Task item:
Could you copy each line of the listing that holds "FailingLibrary"?

*** Begin section ***

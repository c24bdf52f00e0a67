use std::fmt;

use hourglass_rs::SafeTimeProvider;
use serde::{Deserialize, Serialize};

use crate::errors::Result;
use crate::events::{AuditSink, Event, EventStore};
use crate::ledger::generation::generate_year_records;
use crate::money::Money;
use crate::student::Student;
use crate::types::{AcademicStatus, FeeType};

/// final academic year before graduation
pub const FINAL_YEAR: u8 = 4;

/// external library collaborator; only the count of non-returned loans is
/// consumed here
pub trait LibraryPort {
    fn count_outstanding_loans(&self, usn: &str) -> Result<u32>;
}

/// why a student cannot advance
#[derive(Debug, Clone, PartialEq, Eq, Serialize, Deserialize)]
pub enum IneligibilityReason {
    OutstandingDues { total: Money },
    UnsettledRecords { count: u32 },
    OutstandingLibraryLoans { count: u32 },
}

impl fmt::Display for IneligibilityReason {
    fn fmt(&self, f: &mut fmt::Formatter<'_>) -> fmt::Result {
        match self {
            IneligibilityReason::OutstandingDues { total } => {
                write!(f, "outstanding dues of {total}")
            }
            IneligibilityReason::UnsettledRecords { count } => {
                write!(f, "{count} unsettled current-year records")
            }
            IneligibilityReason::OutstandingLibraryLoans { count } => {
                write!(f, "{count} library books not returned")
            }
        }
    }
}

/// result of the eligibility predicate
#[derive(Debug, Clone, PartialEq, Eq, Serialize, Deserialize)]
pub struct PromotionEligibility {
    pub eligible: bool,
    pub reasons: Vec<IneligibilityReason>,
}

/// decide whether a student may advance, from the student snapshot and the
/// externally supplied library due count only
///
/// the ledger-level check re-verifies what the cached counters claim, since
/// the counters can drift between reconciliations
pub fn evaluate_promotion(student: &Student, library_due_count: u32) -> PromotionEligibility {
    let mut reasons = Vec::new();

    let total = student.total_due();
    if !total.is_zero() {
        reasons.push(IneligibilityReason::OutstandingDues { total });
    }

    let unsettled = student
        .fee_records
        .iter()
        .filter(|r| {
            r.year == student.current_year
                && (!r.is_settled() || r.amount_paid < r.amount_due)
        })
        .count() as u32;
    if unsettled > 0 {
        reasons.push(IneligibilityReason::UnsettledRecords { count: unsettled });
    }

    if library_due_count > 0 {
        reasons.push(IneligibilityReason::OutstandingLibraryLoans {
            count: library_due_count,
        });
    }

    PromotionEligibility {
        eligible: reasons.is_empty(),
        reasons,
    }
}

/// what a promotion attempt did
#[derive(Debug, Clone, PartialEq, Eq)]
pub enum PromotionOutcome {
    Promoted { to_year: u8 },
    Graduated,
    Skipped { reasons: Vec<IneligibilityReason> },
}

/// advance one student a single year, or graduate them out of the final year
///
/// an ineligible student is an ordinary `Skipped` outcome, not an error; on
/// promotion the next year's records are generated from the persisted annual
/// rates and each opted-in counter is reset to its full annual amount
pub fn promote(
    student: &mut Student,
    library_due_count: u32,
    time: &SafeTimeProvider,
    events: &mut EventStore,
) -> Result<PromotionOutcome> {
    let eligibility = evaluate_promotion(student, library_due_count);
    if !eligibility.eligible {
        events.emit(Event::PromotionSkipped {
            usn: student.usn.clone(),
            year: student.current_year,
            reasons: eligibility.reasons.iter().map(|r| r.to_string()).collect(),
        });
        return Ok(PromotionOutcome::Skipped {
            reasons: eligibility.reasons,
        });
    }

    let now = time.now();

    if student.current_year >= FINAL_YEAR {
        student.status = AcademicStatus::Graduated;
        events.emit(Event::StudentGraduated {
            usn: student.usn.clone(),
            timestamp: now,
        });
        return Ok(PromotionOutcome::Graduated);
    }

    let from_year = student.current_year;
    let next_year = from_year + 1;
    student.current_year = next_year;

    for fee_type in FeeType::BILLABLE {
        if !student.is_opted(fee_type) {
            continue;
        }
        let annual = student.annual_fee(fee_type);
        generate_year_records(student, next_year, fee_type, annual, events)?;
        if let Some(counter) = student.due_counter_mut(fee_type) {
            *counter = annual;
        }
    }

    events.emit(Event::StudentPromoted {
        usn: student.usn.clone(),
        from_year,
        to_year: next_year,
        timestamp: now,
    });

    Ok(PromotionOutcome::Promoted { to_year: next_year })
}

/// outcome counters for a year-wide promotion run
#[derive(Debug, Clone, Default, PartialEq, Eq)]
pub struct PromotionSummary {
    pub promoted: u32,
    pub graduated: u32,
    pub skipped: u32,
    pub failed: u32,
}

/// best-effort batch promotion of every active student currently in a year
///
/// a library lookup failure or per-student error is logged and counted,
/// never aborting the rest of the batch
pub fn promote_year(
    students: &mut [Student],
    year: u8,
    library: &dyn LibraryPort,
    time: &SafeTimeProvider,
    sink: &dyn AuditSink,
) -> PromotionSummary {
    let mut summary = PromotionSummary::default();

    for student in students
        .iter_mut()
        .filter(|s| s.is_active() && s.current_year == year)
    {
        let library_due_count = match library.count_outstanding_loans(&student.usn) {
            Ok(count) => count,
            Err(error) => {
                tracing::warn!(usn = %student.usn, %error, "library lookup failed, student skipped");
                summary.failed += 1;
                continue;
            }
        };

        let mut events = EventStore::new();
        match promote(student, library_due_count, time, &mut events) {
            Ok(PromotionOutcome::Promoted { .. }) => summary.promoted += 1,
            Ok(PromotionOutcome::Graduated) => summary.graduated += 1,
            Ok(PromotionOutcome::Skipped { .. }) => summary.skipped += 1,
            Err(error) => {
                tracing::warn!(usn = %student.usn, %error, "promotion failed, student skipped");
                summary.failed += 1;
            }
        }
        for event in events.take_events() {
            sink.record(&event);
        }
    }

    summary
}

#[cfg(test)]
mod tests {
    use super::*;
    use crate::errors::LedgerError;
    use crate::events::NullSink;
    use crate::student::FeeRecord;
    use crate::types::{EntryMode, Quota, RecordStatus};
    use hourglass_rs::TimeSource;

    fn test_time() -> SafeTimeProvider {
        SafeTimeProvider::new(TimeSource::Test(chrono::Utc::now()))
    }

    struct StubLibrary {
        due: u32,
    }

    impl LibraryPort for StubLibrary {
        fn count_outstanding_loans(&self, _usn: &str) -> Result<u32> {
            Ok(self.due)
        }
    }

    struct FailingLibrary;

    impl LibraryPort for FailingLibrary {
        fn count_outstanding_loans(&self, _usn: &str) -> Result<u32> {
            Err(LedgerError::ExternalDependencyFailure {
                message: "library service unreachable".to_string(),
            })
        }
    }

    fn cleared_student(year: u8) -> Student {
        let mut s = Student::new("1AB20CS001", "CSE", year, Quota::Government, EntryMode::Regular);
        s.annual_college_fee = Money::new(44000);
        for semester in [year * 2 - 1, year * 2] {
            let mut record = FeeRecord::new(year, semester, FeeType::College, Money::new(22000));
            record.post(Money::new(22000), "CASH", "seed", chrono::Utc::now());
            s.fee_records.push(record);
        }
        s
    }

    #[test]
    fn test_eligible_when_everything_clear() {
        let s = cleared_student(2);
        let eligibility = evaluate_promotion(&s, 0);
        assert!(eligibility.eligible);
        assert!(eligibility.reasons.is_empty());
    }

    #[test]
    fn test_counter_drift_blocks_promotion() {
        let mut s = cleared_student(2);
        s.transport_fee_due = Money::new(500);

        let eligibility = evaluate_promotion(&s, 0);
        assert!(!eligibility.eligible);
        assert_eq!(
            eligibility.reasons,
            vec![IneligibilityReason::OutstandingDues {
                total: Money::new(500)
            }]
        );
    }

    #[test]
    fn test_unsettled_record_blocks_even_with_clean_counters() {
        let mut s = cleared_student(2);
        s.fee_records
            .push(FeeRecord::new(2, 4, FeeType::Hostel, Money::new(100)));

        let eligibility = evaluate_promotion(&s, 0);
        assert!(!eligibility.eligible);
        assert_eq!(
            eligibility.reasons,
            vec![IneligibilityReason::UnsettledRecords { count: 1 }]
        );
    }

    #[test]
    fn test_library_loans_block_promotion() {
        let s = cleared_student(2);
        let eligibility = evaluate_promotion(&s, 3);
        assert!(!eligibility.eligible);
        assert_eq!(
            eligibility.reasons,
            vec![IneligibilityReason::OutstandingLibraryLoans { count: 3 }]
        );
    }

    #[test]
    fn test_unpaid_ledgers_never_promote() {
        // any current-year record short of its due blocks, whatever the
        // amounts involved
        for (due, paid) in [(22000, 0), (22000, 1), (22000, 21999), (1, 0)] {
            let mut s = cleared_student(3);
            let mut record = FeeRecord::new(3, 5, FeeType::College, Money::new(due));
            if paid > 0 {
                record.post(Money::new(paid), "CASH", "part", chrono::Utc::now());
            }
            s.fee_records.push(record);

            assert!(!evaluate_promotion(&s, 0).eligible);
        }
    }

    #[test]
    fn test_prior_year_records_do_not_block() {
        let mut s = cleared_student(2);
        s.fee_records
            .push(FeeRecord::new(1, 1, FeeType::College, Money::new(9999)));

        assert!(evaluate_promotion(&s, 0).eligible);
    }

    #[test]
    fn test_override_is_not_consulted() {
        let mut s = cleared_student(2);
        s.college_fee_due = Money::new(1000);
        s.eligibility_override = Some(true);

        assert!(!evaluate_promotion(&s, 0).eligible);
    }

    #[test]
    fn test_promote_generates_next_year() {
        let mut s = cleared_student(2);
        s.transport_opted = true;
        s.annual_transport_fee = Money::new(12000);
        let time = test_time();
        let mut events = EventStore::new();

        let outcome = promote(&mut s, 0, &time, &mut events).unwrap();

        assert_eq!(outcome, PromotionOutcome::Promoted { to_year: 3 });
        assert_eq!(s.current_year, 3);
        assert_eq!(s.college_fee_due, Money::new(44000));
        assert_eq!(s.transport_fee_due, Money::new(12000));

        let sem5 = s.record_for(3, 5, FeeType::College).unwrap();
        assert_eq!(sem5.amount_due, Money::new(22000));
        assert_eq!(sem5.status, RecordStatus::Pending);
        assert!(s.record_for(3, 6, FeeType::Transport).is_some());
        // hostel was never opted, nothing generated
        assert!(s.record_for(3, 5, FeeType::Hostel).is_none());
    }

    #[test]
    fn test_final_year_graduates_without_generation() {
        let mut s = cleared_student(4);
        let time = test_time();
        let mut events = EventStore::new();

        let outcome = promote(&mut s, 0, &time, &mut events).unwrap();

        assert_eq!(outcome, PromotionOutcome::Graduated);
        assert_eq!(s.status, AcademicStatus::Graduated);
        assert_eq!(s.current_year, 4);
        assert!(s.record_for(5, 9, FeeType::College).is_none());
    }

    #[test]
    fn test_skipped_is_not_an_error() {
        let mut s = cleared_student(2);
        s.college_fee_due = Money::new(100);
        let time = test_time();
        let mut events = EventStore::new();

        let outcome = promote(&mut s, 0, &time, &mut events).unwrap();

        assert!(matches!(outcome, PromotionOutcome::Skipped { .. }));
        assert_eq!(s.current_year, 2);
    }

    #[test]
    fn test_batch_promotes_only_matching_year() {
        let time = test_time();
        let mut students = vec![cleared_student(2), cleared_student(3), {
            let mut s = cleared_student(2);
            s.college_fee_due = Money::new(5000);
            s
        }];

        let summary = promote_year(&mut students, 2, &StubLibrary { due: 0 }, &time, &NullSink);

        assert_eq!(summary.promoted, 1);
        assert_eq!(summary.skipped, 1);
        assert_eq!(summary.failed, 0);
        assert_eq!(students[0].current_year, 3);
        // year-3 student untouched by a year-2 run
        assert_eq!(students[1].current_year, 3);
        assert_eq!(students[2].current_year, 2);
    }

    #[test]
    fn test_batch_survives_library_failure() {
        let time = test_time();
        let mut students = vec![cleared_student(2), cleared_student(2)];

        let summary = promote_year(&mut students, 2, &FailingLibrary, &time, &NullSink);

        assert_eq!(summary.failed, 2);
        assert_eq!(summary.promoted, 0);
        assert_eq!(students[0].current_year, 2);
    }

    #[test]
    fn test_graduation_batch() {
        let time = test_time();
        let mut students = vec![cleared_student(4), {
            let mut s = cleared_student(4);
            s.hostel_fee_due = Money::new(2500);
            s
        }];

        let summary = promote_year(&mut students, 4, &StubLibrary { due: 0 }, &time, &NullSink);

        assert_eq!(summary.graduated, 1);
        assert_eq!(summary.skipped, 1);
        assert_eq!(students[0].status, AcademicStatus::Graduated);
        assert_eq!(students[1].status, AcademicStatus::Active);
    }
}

*** End section ***

Task result:
    struct FailingLibrary;
    impl LibraryPort for FailingLibrary {
        let summary = promote_year(&mut students, 2, &FailingLibrary, &time, &NullSink);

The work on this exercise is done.